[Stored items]

━━━━

pub fn truncate_with_ellipsis(input: &str, max_chars: usize) -> String {
    if max_chars == 0 {
        return String::new();
    }

    let chars: Vec<char> = input.chars().collect();
    if chars.len() <= max_chars {
        return input.to_string();
    }
    if max_chars == 1 {
        return ".".to_string();
    }

    let mut out = chars[..max_chars - 1].iter().collect::<String>();
    out.push('…');
    out
}

/// `12.3 KB`, `4.0 MB`, `1.25 GB`. Absent or zero sizes render empty.
pub fn human_size(bytes: Option<u64>) -> String {
    let Some(bytes) = bytes.filter(|b| *b > 0) else {
        return String::new();
    };

    let kb = bytes as f64 / 1024.0;
    if kb < 1024.0 {
        return format!("{kb:.1} KB");
    }
    let mb = kb / 1024.0;
    if mb < 1024.0 {
        return format!("{mb:.1} MB");
    }
    format!("{:.2} GB", mb / 1024.0)
}

#[cfg(test)]
mod tests {
    use super::*;

    #[test]
    fn test_truncate_keeps_short_input() {
        assert_eq!(truncate_with_ellipsis("Notes", 10), "Notes");
        assert_eq!(truncate_with_ellipsis("Notebook", 5), "Note…");
        assert_eq!(truncate_with_ellipsis("Notebook", 1), ".");
        assert_eq!(truncate_with_ellipsis("Notebook", 0), "");
    }

    #[test]
    fn test_human_size_units() {
        assert_eq!(human_size(None), "");
        assert_eq!(human_size(Some(0)), "");
        assert_eq!(human_size(Some(512)), "0.5 KB");
        assert_eq!(human_size(Some(5 * 1024 * 1024)), "5.0 MB");
        assert_eq!(human_size(Some(3 * 1024 * 1024 * 1024 / 2)), "1.50 GB");
    }
}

━━━━

# WHAT YOU HAVE TO DO
In the entries above, find each line that has the word "return". Copy it.

# TASK RESPONSE
        return String::new();
        return input.to_string();
        return ".".to_string();
        return String::new();
        return format!("{kb:.1} KB");
        return format!("{mb:.1} MB");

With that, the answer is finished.